Sprecher
Beschreibung
Living organisms have structured surfaces with specific wettability that allows their efficient adaptation to the environment and improves their survival rate. For example, the rice leaves have micro- and nanoscale structures on their surface that form a superhydrophobic surface for self-cleaning and water repellence [1]. Bioinspiration of these natural surfaces in science can be beneficial for applications in biotechnology, microfluidics, textiles, fabrication of sensors, etc [2]. Addressing these challenging goals requires the development of both materials with tailored properties and methods for the fabrication of structured surfaces. In comparison to previously reported surface patterning techniques, melt-electrowriting is a novel and solvent-free technique that is based on 3D printing and electrospinning which allows programmed deposition of polymeric microfibers [3]. Shape memory polymers offer a very interesting combination of properties such as switching of mechanical properties and capability of stimuli-induced restoration of shape after deformation [4, 5].

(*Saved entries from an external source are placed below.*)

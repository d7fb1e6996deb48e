//! Cache key derivation and request-parameter validation.
//!
//! A key is determined by the tool identifier plus every query-defining
//! parameter, canonicalized by name order, so identical logical requests
//! always map to the same artifact no matter how the caller ordered its
//! arguments. Validation runs here, before any cache or upstream access:
//! a malformed district code never reaches the wire.

use crate::upstream::FetchError;
use std::collections::BTreeMap;

/// A stable on-disk identifier for one logical request.
#[derive(Debug, Clone, PartialEq, Eq, Hash)]
pub struct CacheKey(String);

impl CacheKey {
    pub fn as_str(&self) -> &str {
        &self.0
    }

    /// Artifact file name for this key.
    pub fn file_name(&self) -> String {
        format!("{}.json", self.0)
    }
}

impl std::fmt::Display for CacheKey {
    fn fmt(&self, f: &mut std::fmt::Formatter<'_>) -> std::fmt::Result {
        f.write_str(&self.0)
    }
}

// ── Parameter shapes ───────────────────────────────────────────────

/// Expected shape of one parameter value.
#[derive(Debug, Clone, Copy, PartialEq, Eq)]
pub enum ParamShape {
    /// 5-digit legal district code (법정동코드 앞 5자리). All-zero codes
    /// are placeholders, not districts.
    RegionCode,
    /// YYYYMM with a real month.
    YearMonth,
    /// ECOS statistic table code, e.g. `200Y001`.
    StatCode,
    /// ECOS cycle: annual, semiannual, quarterly, monthly, semimonthly, daily.
    Cycle,
    /// ECOS time point; length varies with the cycle (YYYY .. YYYYMMDD).
    TimePoint,
    /// Free text; must be non-empty.
    Text,
}

impl ParamShape {
    fn check(&self, name: &str, value: &str) -> Result<(), FetchError> {
        let ok = match self {
            ParamShape::RegionCode => {
                value.len() == 5
                    && value.bytes().all(|b| b.is_ascii_digit())
                    && value != "00000"
            }
            ParamShape::YearMonth => {
                value.len() == 6 && value.bytes().all(|b| b.is_ascii_digit()) && {
                    let month: u32 = value.get(4..).and_then(|m| m.parse().ok()).unwrap_or(0);
                    (1..=12).contains(&month)
                }
            }
            ParamShape::StatCode => {
                !value.is_empty() && value.chars().all(|c| c.is_ascii_alphanumeric())
            }
            ParamShape::Cycle => matches!(value, "A" | "S" | "Q" | "M" | "SM" | "D"),
            ParamShape::TimePoint => {
                (4..=8).contains(&value.len()) && value.chars().all(|c| c.is_ascii_alphanumeric())
            }
            ParamShape::Text => !value.trim().is_empty(),
        };
        if ok {
            Ok(())
        } else {
            Err(FetchError::Validation(format!(
                "parameter '{name}' has invalid value '{value}' (expected {})",
                self.describe()
            )))
        }
    }

    fn describe(&self) -> &'static str {
        match self {
            ParamShape::RegionCode => "a 5-digit legal district code",
            ParamShape::YearMonth => "a year-month in YYYYMM form",
            ParamShape::StatCode => "an alphanumeric statistic code",
            ParamShape::Cycle => "one of A, S, Q, M, SM, D",
            ParamShape::TimePoint => "a time point of 4 to 8 characters",
            ParamShape::Text => "non-empty text",
        }
    }
}

/// Declared shape of one tool parameter, a row in the per-tool table.
#[derive(Debug, Clone, Copy)]
pub struct ParamSpec {
    pub name: &'static str,
    pub shape: ParamShape,
    pub required: bool,
}

impl ParamSpec {
    pub const fn required(name: &'static str, shape: ParamShape) -> Self {
        Self {
            name,
            shape,
            required: true,
        }
    }

    pub const fn optional(name: &'static str, shape: ParamShape) -> Self {
        Self {
            name,
            shape,
            required: false,
        }
    }
}

// ── Derivation ─────────────────────────────────────────────────────

/// Validate `params` against `spec` and derive the canonical key.
///
/// The key is the tool identifier followed by every provided parameter as
/// sorted `name-value` pairs (BTreeMap ordering), sanitized for the
/// filesystem. Parameters beyond the declared spec still participate in
/// the key: anything that could change the upstream result must
/// distinguish the artifact.
pub fn derive(
    tool: &str,
    spec: &[ParamSpec],
    params: &BTreeMap<String, String>,
) -> Result<CacheKey, FetchError> {
    for p in spec {
        match params.get(p.name) {
            Some(value) if !value.is_empty() => p.shape.check(p.name, value)?,
            Some(_) | None if p.required => {
                return Err(FetchError::Validation(format!(
                    "missing required parameter '{}'",
                    p.name
                )));
            }
            _ => {}
        }
    }

    let mut key = sanitize(tool);
    for (name, value) in params {
        if value.is_empty() {
            continue;
        }
        key.push('_');
        key.push_str(&sanitize(name));
        key.push('-');
        key.push_str(&sanitize(value));
    }
    Ok(CacheKey(key))
}

/// Reduce a component to filesystem-safe characters.
///
/// Unicode alphanumerics stay (Korean search words must keep distinct
/// keys); separators and punctuation become underscores.
fn sanitize(s: &str) -> String {
    s.chars()
        .map(|c| {
            if c.is_alphanumeric() || c == '-' || c == '.' {
                c
            } else {
                '_'
            }
        })
        .collect()
}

This paper reports on fabrication and investigation of wetting properties of structures surfaces with high aspect ratio features (height / width ratio up to 75:1) made using polymers with tunable mechanical properties and shape-memory behavior. It was found that wetting properties of such structured surfaces depend on temperature – surfaces are wetted easier at elevated temperature when polymer is soft because of deformability of lamellae. The deformed morphology can be temporary fixed at low temperature, and it restores to original one by heating above actuation temperature of shape memory polymer. Thus, the high aspect ratio allows tuning of geometry not only manually, as it is done in most works reported previously, but can also be done by placed liquid and is controlled by temperature - a liquid in combination with temperature program topography and wetting properties. This opens new opportunities for design of smart elements of microfluidic devices such as, for example, smart valves.
[1] D.H. Kwon, H.K. Huh, S.J. Lee, Exp. Fluids 55(3) (2014) 1691.
[2] Z. Cheng, D. Zhang, X. Luo, H. Lai, Y. Liu, L. Jiang, Adv. Mater. 33(6) (2021) 2001718.
[3] P.D. Dalton, Current Opinion in Biomedical Engineering 2 (2017) 49-57.
[4] L. Ionov, G. Stoychev, D. Jehnichen, J.U. Sommer, ACS Applied Materials & Interfaces 9(5) (2017) 4873-4881.
[5] G. Stoychev, M.J. Razavi, X. Wang, L. Ionov, Macromol. Rapid Commun. 38(18) (2017) 1700213.